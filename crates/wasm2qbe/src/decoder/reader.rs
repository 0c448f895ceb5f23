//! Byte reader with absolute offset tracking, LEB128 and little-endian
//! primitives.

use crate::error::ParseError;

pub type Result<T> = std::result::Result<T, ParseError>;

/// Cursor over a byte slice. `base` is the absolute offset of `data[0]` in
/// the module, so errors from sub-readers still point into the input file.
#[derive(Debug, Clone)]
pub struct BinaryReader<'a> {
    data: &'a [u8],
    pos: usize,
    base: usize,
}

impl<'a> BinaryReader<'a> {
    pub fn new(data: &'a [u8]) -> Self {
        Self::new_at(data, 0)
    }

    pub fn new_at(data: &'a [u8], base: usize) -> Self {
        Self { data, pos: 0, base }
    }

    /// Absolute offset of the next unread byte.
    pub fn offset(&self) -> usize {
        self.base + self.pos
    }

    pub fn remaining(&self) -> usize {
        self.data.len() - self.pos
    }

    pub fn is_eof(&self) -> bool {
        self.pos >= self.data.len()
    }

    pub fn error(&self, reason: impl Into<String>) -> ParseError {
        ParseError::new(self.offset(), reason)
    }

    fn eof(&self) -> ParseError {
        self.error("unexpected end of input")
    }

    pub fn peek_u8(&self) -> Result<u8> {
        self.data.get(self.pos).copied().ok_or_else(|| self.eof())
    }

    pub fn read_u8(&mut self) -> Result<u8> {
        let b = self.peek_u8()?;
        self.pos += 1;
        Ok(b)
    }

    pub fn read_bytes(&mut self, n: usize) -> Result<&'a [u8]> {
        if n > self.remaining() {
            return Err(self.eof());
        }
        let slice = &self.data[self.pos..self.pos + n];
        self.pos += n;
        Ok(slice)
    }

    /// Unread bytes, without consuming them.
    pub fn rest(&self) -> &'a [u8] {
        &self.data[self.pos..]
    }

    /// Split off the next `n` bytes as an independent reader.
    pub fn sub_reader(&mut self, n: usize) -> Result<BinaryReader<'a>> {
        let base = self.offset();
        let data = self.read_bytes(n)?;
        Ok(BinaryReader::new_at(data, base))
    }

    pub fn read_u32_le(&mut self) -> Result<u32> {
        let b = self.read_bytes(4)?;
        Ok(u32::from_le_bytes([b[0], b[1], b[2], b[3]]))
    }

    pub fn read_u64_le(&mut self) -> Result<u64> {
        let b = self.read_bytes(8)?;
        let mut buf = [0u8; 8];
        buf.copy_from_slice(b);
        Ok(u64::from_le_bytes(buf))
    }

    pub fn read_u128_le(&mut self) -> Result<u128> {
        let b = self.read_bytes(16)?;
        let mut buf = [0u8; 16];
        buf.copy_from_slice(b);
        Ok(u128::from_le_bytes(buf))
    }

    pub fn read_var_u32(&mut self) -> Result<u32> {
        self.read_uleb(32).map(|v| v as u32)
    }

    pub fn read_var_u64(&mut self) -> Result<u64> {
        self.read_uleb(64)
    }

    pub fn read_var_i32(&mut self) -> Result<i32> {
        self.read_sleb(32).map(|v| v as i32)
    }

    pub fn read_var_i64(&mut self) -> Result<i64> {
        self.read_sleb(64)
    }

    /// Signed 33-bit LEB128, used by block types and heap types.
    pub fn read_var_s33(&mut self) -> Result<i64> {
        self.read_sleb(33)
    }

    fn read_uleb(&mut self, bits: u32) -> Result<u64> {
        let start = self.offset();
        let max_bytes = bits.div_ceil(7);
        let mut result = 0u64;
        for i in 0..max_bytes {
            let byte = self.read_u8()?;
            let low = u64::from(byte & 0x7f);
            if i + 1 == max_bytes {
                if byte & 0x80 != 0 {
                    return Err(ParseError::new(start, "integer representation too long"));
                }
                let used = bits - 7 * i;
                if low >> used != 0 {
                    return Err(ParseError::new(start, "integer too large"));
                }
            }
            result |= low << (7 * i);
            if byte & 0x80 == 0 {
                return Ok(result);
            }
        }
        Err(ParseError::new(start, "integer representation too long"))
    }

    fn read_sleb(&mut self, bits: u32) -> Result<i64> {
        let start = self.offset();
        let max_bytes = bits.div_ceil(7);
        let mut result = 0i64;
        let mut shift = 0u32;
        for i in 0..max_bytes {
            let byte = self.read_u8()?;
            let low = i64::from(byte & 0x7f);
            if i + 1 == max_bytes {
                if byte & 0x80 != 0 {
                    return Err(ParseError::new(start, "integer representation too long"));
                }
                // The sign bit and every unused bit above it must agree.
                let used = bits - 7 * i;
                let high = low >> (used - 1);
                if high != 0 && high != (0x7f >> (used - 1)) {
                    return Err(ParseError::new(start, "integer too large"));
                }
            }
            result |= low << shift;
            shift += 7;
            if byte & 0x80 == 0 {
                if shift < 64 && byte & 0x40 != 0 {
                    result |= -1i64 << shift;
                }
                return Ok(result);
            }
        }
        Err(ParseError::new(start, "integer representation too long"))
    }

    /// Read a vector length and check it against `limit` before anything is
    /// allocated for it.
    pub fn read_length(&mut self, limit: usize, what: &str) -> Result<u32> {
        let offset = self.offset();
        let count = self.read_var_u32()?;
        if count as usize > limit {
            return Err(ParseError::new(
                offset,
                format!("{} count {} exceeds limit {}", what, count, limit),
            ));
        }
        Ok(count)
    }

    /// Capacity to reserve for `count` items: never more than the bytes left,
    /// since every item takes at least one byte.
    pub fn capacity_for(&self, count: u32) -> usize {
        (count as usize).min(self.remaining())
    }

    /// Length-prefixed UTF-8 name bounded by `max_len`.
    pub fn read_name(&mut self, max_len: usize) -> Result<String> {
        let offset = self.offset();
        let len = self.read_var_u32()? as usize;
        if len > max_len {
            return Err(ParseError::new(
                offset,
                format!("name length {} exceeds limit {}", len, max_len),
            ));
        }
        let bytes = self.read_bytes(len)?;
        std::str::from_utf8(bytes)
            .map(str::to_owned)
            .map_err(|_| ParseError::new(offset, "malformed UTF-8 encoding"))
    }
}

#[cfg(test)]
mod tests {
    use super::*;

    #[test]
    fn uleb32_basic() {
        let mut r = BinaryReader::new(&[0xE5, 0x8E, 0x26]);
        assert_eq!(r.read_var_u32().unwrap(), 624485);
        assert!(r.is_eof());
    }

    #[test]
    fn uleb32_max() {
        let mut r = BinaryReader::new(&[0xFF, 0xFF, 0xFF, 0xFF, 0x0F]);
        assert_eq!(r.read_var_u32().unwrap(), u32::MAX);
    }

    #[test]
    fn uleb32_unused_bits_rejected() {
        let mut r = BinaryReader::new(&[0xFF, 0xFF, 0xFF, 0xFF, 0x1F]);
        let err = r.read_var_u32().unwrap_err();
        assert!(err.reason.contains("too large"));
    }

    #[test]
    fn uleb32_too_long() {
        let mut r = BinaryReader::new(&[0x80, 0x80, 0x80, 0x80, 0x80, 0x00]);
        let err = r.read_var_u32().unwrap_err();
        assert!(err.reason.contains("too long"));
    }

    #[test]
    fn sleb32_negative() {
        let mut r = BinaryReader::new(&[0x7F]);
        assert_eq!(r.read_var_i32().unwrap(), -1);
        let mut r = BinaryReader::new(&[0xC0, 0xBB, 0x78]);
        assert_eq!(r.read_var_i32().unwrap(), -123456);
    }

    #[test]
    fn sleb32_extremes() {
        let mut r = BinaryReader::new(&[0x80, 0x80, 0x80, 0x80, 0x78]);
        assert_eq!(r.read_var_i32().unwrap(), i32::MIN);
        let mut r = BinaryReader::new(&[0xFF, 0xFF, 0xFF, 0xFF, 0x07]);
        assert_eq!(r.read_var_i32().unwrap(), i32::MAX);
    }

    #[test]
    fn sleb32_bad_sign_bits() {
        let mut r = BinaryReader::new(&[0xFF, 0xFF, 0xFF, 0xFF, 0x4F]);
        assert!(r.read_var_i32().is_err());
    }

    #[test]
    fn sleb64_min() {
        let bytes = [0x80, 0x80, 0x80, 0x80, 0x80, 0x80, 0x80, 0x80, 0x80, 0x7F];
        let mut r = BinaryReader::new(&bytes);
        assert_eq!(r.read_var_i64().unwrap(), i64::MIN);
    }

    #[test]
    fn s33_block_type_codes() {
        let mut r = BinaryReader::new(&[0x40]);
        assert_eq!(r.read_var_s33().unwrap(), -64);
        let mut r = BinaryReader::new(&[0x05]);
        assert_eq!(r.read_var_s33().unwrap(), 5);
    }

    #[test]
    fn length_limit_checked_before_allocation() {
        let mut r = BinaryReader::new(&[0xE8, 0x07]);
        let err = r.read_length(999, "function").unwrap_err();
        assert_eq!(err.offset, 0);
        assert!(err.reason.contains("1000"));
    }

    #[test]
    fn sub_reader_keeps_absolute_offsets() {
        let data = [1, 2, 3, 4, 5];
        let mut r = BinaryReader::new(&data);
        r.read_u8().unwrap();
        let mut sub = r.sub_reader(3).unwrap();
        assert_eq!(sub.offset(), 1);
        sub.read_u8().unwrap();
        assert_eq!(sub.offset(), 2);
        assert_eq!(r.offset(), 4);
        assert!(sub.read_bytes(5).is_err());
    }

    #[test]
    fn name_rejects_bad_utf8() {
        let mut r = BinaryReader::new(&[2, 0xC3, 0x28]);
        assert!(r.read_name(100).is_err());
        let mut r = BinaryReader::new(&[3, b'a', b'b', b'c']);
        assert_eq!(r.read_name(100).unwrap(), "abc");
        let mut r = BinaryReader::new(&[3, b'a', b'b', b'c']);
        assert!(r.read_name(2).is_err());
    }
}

================

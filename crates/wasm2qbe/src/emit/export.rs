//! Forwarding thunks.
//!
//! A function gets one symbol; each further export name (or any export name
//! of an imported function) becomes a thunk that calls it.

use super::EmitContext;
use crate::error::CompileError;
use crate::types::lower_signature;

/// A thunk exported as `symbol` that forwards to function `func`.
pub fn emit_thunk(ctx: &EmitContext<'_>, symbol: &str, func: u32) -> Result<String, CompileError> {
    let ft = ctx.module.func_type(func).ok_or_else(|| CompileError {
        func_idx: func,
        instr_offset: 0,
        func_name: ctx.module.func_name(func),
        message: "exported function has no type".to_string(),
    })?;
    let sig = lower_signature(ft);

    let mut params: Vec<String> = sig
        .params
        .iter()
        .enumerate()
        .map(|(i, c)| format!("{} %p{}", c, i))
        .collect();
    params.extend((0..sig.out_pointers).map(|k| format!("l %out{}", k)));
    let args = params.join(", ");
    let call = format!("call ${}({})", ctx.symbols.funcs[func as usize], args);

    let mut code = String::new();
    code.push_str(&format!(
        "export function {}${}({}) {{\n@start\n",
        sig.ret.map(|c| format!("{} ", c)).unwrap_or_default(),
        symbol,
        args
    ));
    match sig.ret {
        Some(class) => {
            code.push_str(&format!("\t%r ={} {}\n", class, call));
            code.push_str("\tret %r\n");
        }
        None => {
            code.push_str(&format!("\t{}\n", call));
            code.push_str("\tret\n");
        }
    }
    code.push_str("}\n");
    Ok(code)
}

================

◆ **Exercise**: When the word "class" shows up in a line of the entries, report that line.

◆ **Response area**:
        Some(class) => {
            code.push_str(&format!("\t%r ={} {}\n", class, call));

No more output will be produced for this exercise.